→ **Given information**:
·····
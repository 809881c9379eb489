//! Bearer-authenticated HTTP client context.
//!
//! ARCHITECTURE
//! ============
//! `ApiClient` is an explicit, cheaply cloneable context carrying the base
//! address, the current access credential, the credential store, and the
//! session event channel. Every service receives one; there is no global
//! header state. The wire itself sits behind the `Transport` trait so tests
//! can script backend responses.
//!
//! TRADE-OFFS
//! ==========
//! A 401 from any call ends the session: the credential and stored session
//! are cleared and `SessionEvent::Invalidated` is broadcast once. There is no
//! automatic refresh-and-retry; callers see `ApiError::Unauthorized`.

use std::sync::atomic::{AtomicBool, Ordering};
use std::sync::{Arc, PoisonError, RwLock};
use std::time::Duration;

use reqwest::Method;
use reqwest::header::{AUTHORIZATION, HeaderMap, HeaderValue};
use serde_json::Value;
use tokio::sync::broadcast;

use crate::config::{ClientConfig, Timeouts};
use crate::credentials::CredentialStore;
use crate::error::{ApiError, StorageError};
use crate::storage::Storage;

const EVENT_CHANNEL_CAPACITY: usize = 16;

// =============================================================================
// TRANSPORT
// =============================================================================

/// One outgoing request, fully resolved against the base address.
#[derive(Debug, Clone)]
pub struct HttpRequest {
    pub method: Method,
    pub url: String,
    pub headers: HeaderMap,
    pub query: Vec<(String, String)>,
    pub body: Option<Value>,
}

/// Raw response: status plus undecoded body text.
#[derive(Debug, Clone)]
pub struct HttpResponse {
    pub status: u16,
    pub body: String,
}

/// The wire. Implementations only move bytes; status handling lives in
/// [`ApiClient`].
#[async_trait::async_trait]
pub trait Transport: Send + Sync {
    async fn send(&self, request: HttpRequest) -> Result<HttpResponse, ApiError>;
}

pub struct ReqwestTransport {
    http: reqwest::Client,
}

impl ReqwestTransport {
    /// # Errors
    ///
    /// Returns an error if the underlying `reqwest` client cannot be built.
    pub fn new(timeouts: Timeouts) -> Result<Self, ApiError> {
        let http = reqwest::Client::builder()
            .timeout(Duration::from_secs(timeouts.request_secs))
            .connect_timeout(Duration::from_secs(timeouts.connect_secs))
            .build()
            .map_err(|e| ApiError::Transport(e.to_string()))?;
        Ok(Self { http })
    }
}

#[async_trait::async_trait]
impl Transport for ReqwestTransport {
    async fn send(&self, request: HttpRequest) -> Result<HttpResponse, ApiError> {
        let mut builder = self.http.request(request.method, &request.url).headers(request.headers);
        if !request.query.is_empty() {
            builder = builder.query(&request.query);
        }
        if let Some(body) = &request.body {
            builder = builder.json(body);
        }

        let response = builder.send().await.map_err(|e| ApiError::Transport(e.to_string()))?;
        let status = response.status().as_u16();
        let body = response.text().await.map_err(|e| ApiError::Transport(e.to_string()))?;
        Ok(HttpResponse { status, body })
    }
}

// =============================================================================
// SESSION EVENTS
// =============================================================================

/// Broadcast to the application shell whenever the session ends.
#[derive(Debug, Clone, Copy, PartialEq, Eq)]
pub enum SessionEvent {
    /// The backend rejected the credential (HTTP 401).
    Invalidated,
    /// The user logged out explicitly.
    LoggedOut,
}

// =============================================================================
// CLIENT
// =============================================================================

#[derive(Clone)]
pub struct ApiClient {
    inner: Arc<Inner>,
}

struct Inner {
    config: ClientConfig,
    transport: Arc<dyn Transport>,
    credentials: CredentialStore,
    token: RwLock<Option<String>>,
    /// Set by the first 401 of a session; cleared by `set_credential`.
    invalidation_pending: AtomicBool,
    events: broadcast::Sender<SessionEvent>,
}

impl std::fmt::Debug for ApiClient {
    fn fmt(&self, f: &mut std::fmt::Formatter<'_>) -> std::fmt::Result {
        f.debug_struct("ApiClient")
            .field("base_url", &self.inner.config.base_url)
            .field("authenticated", &self.credential().is_some())
            .finish_non_exhaustive()
    }
}

impl ApiClient {
    /// Build a client over an explicit transport. The in-memory credential is
    /// seeded from the credential store.
    #[must_use]
    pub fn new(config: ClientConfig, transport: Arc<dyn Transport>, credentials: CredentialStore) -> Self {
        let token = credentials.access_token().unwrap_or_else(|e| {
            tracing::warn!(error = %e, "could not read stored credential");
            None
        });
        let (events, _) = broadcast::channel(EVENT_CHANNEL_CAPACITY);
        Self {
            inner: Arc::new(Inner {
                config,
                transport,
                credentials,
                token: RwLock::new(token),
                invalidation_pending: AtomicBool::new(false),
                events,
            }),
        }
    }

    /// Build a client talking to the backend over `reqwest`.
    ///
    /// # Errors
    ///
    /// Returns an error if the HTTP client cannot be built.
    pub fn connect(config: ClientConfig, storage: Arc<dyn Storage>) -> Result<Self, ApiError> {
        let transport = ReqwestTransport::new(config.timeouts)?;
        Ok(Self::new(config, Arc::new(transport), CredentialStore::new(storage)))
    }

    #[must_use]
    pub fn config(&self) -> &ClientConfig {
        &self.inner.config
    }

    #[must_use]
    pub fn credentials(&self) -> &CredentialStore {
        &self.inner.credentials
    }

    /// The access credential attached to outgoing requests.
    #[must_use]
    pub fn credential(&self) -> Option<String> {
        self.inner.token.read().unwrap_or_else(PoisonError::into_inner).clone()
    }

    /// Attach `token` to every later request and persist it.
    ///
    /// # Errors
    ///
    /// Returns an error if the credential cannot be written to storage.
    pub fn set_credential(&self, token: &str) -> Result<(), StorageError> {
        *self.inner.token.write().unwrap_or_else(PoisonError::into_inner) = Some(token.to_owned());
        self.inner.invalidation_pending.store(false, Ordering::SeqCst);
        self.inner.credentials.set_access_token(token)
    }

    /// Drop the in-memory and stored credential. Idempotent.
    ///
    /// # Errors
    ///
    /// Returns an error if the stored credential cannot be removed.
    pub fn clear_credential(&self) -> Result<(), StorageError> {
        *self.inner.token.write().unwrap_or_else(PoisonError::into_inner) = None;
        self.inner.credentials.clear_access_token()
    }

    /// Subscribe to session lifecycle events.
    #[must_use]
    pub fn subscribe(&self) -> broadcast::Receiver<SessionEvent> {
        self.inner.events.subscribe()
    }

    pub(crate) fn emit(&self, event: SessionEvent) {
        // No subscribers is fine: nothing is listening for a reset.
        let _ = self.inner.events.send(event);
    }

    /// Issue `method path` against the base address with the current
    /// credential, returning the decoded JSON body (`null` when empty).
    ///
    /// # Errors
    ///
    /// - [`ApiError::Unauthorized`] on 401, after the session was cleared.
    /// - [`ApiError::Backend`] on any other non-2xx status.
    /// - [`ApiError::Transport`] when no response was received.
    /// - [`ApiError::Decode`] when a 2xx body is not JSON.
    pub async fn request(
        &self,
        method: Method,
        path: &str,
        body: Option<Value>,
        params: &[(String, String)],
    ) -> Result<Value, ApiError> {
        let bearer = self.credential();
        self.request_with_bearer(method, path, body, params, bearer.as_deref()).await
    }

    pub(crate) async fn request_with_bearer(
        &self,
        method: Method,
        path: &str,
        body: Option<Value>,
        params: &[(String, String)],
        bearer: Option<&str>,
    ) -> Result<Value, ApiError> {
        let sent_with = self.credential();
        let mut headers = HeaderMap::new();
        if let Some(token) = bearer {
            let value = HeaderValue::from_str(&format!("Bearer {token}"))
                .map_err(|e| ApiError::InvalidRequest(e.to_string()))?;
            headers.insert(AUTHORIZATION, value);
        }

        let request = HttpRequest {
            method: method.clone(),
            url: self.inner.config.url_for(path),
            headers,
            query: params.to_vec(),
            body,
        };

        let response = match self.inner.transport.send(request).await {
            Ok(response) => response,
            Err(e) => {
                tracing::warn!(%method, path, error = %e, "api request failed");
                return Err(e);
            }
        };
        tracing::debug!(%method, path, status = response.status, "api response");

        let decoded = decode_body(&response.body);
        match response.status {
            200..=299 => decoded.map_err(|e| ApiError::Decode(e.to_string())),
            401 => {
                let message = decoded.ok().as_ref().and_then(error_message);
                if self.credential() == sent_with {
                    self.invalidate_session();
                } else {
                    tracing::info!(%method, path, "401 for a replaced credential; session kept");
                }
                Err(ApiError::Unauthorized { message })
            }
            status => {
                let message = decoded.ok().as_ref().and_then(error_message);
                tracing::warn!(%method, path, status, message = message.as_deref().unwrap_or(""), "backend error");
                Err(ApiError::Backend { status, message })
            }
        }
    }

    fn invalidate_session(&self) {
        *self.inner.token.write().unwrap_or_else(PoisonError::into_inner) = None;
        if let Err(e) = self.inner.credentials.clear() {
            tracing::warn!(error = %e, "failed to clear stored session after 401");
        }
        if !self.inner.invalidation_pending.swap(true, Ordering::SeqCst) {
            tracing::warn!("backend rejected credential; session invalidated");
            self.emit(SessionEvent::Invalidated);
        }
    }
}

fn decode_body(body: &str) -> Result<Value, serde_json::Error> {
    if body.trim().is_empty() {
        return Ok(Value::Null);
    }
    serde_json::from_str(body)
}

/// Backend error text: `error`, then `message`, then `msg` (JWT layer).
fn error_message(body: &Value) -> Option<String> {
    ["error", "message", "msg"]
        .iter()
        .find_map(|key| body.get(*key).and_then(Value::as_str))
        .map(ToOwned::to_owned)
}

#[cfg(test)]
pub(crate) mod mock;

#[cfg(test)]
#[path = "http_test.rs"]
mod http_test;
·····
→ **Prompt**:
Each line above that includes "CredentialStore" should be shown.

→ **Output for this exercise**:
use crate::credentials::CredentialStore;
    credentials: CredentialStore,
    pub fn new(config: ClientConfig, transport: Arc<dyn Transport>, credentials: CredentialStore) -> Self {
        Ok(Self::new(config, Arc::new(transport), CredentialStore::new(storage)))
    pub fn credentials(&self) -> &CredentialStore {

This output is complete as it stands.